━━━ Input records

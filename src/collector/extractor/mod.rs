
use anyhow::{Result, anyhow};
use scraper::{ElementRef, Html, Selector};
use std::collections::HashSet;
use tracing::debug;
use url::Url;

use super::{SelectorConfig, resolve_url};
use crate::config::ConfigError;
use crate::topics::{TopicLink, TopicRecord};

const LINK_SELECTOR: &str = "a[href]";
const IMAGE_SELECTOR: &str = "img";

/// Parsed form of [`SelectorConfig`]
#[derive(Debug, Clone)]
pub struct TopicSelectors {
    listing_item: Selector,
    topic_link: Selector,
    title: Vec<Selector>,
    content: Vec<Selector>,
    link: Selector,
    image: Selector,
}

impl TopicSelectors {
    #[inline]
    pub fn compile(config: &SelectorConfig) -> Result<Self, ConfigError> {
        if config.title.is_empty() {
            return Err(ConfigError::InvalidSelector {
                name: "title",
                selector: String::new(),
            });
        }
        if config.content.is_empty() {
            return Err(ConfigError::InvalidSelector {
                name: "content",
                selector: String::new(),
            });
        }

        // Only checked for syntax; the browser consumes these as strings
        parse_selector("listing_ready", &config.listing_ready)?;
        parse_selector("topic_ready", &config.topic_ready)?;

        Ok(Self {
            listing_item: parse_selector("listing_item", &config.listing_item)?,
            topic_link: parse_selector("topic_link", &config.topic_link)?,
            title: config
                .title
                .iter()
                .map(|s| parse_selector("title", s))
                .collect::<Result<_, _>>()?,
            content: config
                .content
                .iter()
                .map(|s| parse_selector("content", s))
                .collect::<Result<_, _>>()?,
            link: parse_selector("link", LINK_SELECTOR)?,
            image: parse_selector("image", IMAGE_SELECTOR)?,
        })
    }
}

fn parse_selector(name: &'static str, selector: &str) -> Result<Selector, ConfigError> {
    Selector::parse(selector).map_err(|_| ConfigError::InvalidSelector {
        name,
        selector: selector.to_string(),
    })
}

/// Topic URLs on a category listing, absolute and in page order.
///
/// Rows without a topic link are skipped, as are repeated URLs.
#[inline]
pub fn extract_topic_urls(html: &str, listing_url: &Url, selectors: &TopicSelectors) -> Vec<Url> {
    let document = Html::parse_document(html);
    let mut seen = HashSet::new();
    let mut urls = Vec::new();

    for item in document.select(&selectors.listing_item) {
        let Some(href) = item
            .select(&selectors.topic_link)
            .find_map(|link| link.value().attr("href"))
        else {
            debug!("Listing row without a topic link");
            continue;
        };

        let Some(mut url) = resolve_url(href, listing_url) else {
            continue;
        };
        url.set_fragment(None);

        if seen.insert(url.clone()) {
            urls.push(url);
        }
    }

    urls
}

/// Build a [`TopicRecord`] from a topic page.
///
/// Fails when no title or content element matches.
#[inline]
pub fn extract_topic(
    html: &str,
    topic_url: &Url,
    selectors: &TopicSelectors,
    link_text_limit: usize,
) -> Result<TopicRecord> {
    let document = Html::parse_document(html);

    let title = first_match(&document, &selectors.title)
        .map(element_text)
        .ok_or_else(|| anyhow!("No title element found on {}", topic_url))?;
    let body = first_match(&document, &selectors.content)
        .ok_or_else(|| anyhow!("No content element found on {}", topic_url))?;

    let links = body
        .select(&selectors.link)
        .filter_map(|anchor| {
            let href = anchor.value().attr("href")?;
            let url = resolve_url(href, topic_url)?;
            Some(TopicLink {
                url: url.to_string(),
                text: truncate_chars(&element_text(anchor), link_text_limit),
            })
        })
        .collect();

    let images = body
        .select(&selectors.image)
        .filter_map(|img| {
            let src = ["src", "data-src"]
                .into_iter()
                .filter_map(|attr| img.value().attr(attr))
                .find(|src| !src.trim().is_empty() && !src.starts_with("data:"))?;
            resolve_url(src, topic_url).map(|url| url.to_string())
        })
        .collect();

    Ok(TopicRecord {
        title,
        content: element_text(body),
        url: topic_url.to_string(),
        links,
        images,
    })
}

fn first_match<'a>(document: &'a Html, selectors: &[Selector]) -> Option<ElementRef<'a>> {
    selectors
        .iter()
        .find_map(|selector| document.select(selector).next())
}

/// Visible text of an element: trimmed text nodes joined by single spaces
#[inline]
pub fn element_text(element: ElementRef<'_>) -> String {
    element
        .text()
        .map(str::trim)
        .filter(|text| !text.is_empty())
        .collect::<Vec<_>>()
        .join(" ")
}

/// Cut `text` to at most `limit` characters
#[inline]
pub fn truncate_chars(text: &str, limit: usize) -> String {
    match text.char_indices().nth(limit) {
        Some((end, _)) => text[..end].to_string(),
        None => text.to_string(),
    }
}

━━━━━━

- **Directions for this task**
Which lines of the records above contain the word "Result"? Copy each of them.

- **Solution**
use anyhow::{Result, anyhow};
    pub fn compile(config: &SelectorConfig) -> Result<Self, ConfigError> {
                .collect::<Result<_, _>>()?,
                .collect::<Result<_, _>>()?,
fn parse_selector(name: &'static str, selector: &str) -> Result<Selector, ConfigError> {
) -> Result<TopicRecord> {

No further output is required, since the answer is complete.